Here’s my two cents as a parent. I recognize that every family has their own values; following is what worked for us.
When I was in grade school, I remember asking my mum to come to school for some reason–some slight that I felt or problem that I had. My mother’s response was, “I’m not fighting your battles for you. Go figure it out.”
I’ve been doing just that my entire life. She empowered me. In her message she was also saying, “you can do this. I trust you to do this.” She wasn’t oblivious, the poor woman listened to me talk endlessly about every aspect of my day BUT she expected me to handle my own stuff. I believe I’m a strong, courageous, independent thinker because of her.

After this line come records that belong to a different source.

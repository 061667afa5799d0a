/// Format an amount as Brazilian reais: `R$ 1.234,50`
pub fn format_brl(amount: f64) -> String {
    let cents = (amount.abs() * 100.0).round() as u64;
    let whole = (cents / 100).to_string();
    let fraction = cents % 100;

    // Group thousands with dots
    let mut grouped = String::with_capacity(whole.len() + whole.len() / 3);
    for (i, c) in whole.chars().enumerate() {
        if i > 0 && (whole.len() - i) % 3 == 0 {
            grouped.push('.');
        }
        grouped.push(c);
    }

    let sign = if amount < 0.0 && cents > 0 { "-" } else { "" };
    format!("{}R$ {},{:02}", sign, grouped, fraction)
}

/// Truncate a string to a maximum length, adding ellipsis if needed
pub fn truncate_string(s: &str, max_len: usize) -> String {
    if s.chars().count() <= max_len {
        s.to_string()
    } else if max_len <= 3 {
        s.chars().take(max_len).collect()
    } else {
        let truncated: String = s.chars().take(max_len - 3).collect();
        format!("{}...", truncated)
    }
}

#[cfg(test)]
mod tests {
    use super::*;

    #[test]
    fn test_format_brl() {
        assert_eq!(format_brl(0.0), "R$ 0,00");
        assert_eq!(format_brl(12.5), "R$ 12,50");
        assert_eq!(format_brl(1234.5), "R$ 1.234,50");
        assert_eq!(format_brl(1_000_000.0), "R$ 1.000.000,00");
        assert_eq!(format_brl(-7.1), "-R$ 7,10");
    }

    #[test]
    fn test_truncate_string() {
        assert_eq!(truncate_string("Viagem", 10), "Viagem");
        assert_eq!(truncate_string("Churrasco de domingo", 12), "Churrasco...");
        assert_eq!(truncate_string("Oi", 2), "Oi");
        assert_eq!(truncate_string("Ação", 4), "Ação");
    }
}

We therefore raised our two children in precisely the same way and they too are strong, courageous, independent thinkers.
Yes, there are times when parents need to get involved and ask questions, particularly if it’s a situation where the problem is with one of the adults in the system. And if a child truly doesn’t have the resources to handle a problem on his or her own, we need to work together to support and strengthen that child’s strategies. As a school district we also work hard to monitor behavior and correct when necessary, with a litany of progressive discipline as needed. We listen to both sides. We ignore nothing.
Sometimes parents show their children love by saying, “I’ve got this! I will fight for you! No one is going to talk/do this to you!” I’m suggesting that we strengthen our kids by talking problems through with them, offering suggestions and empowering them to handle the problems themselves.
I wonder if I had fought every battle for our two kids, would they be the independent, capable adults who they are today? Believing in their ability to problem solve worked. I’m still listening to them and offering suggestions, then knowing they’ll do the right things and make good decisions. The greatest accomplishment of my life is right there, in those two strong, courageous adults.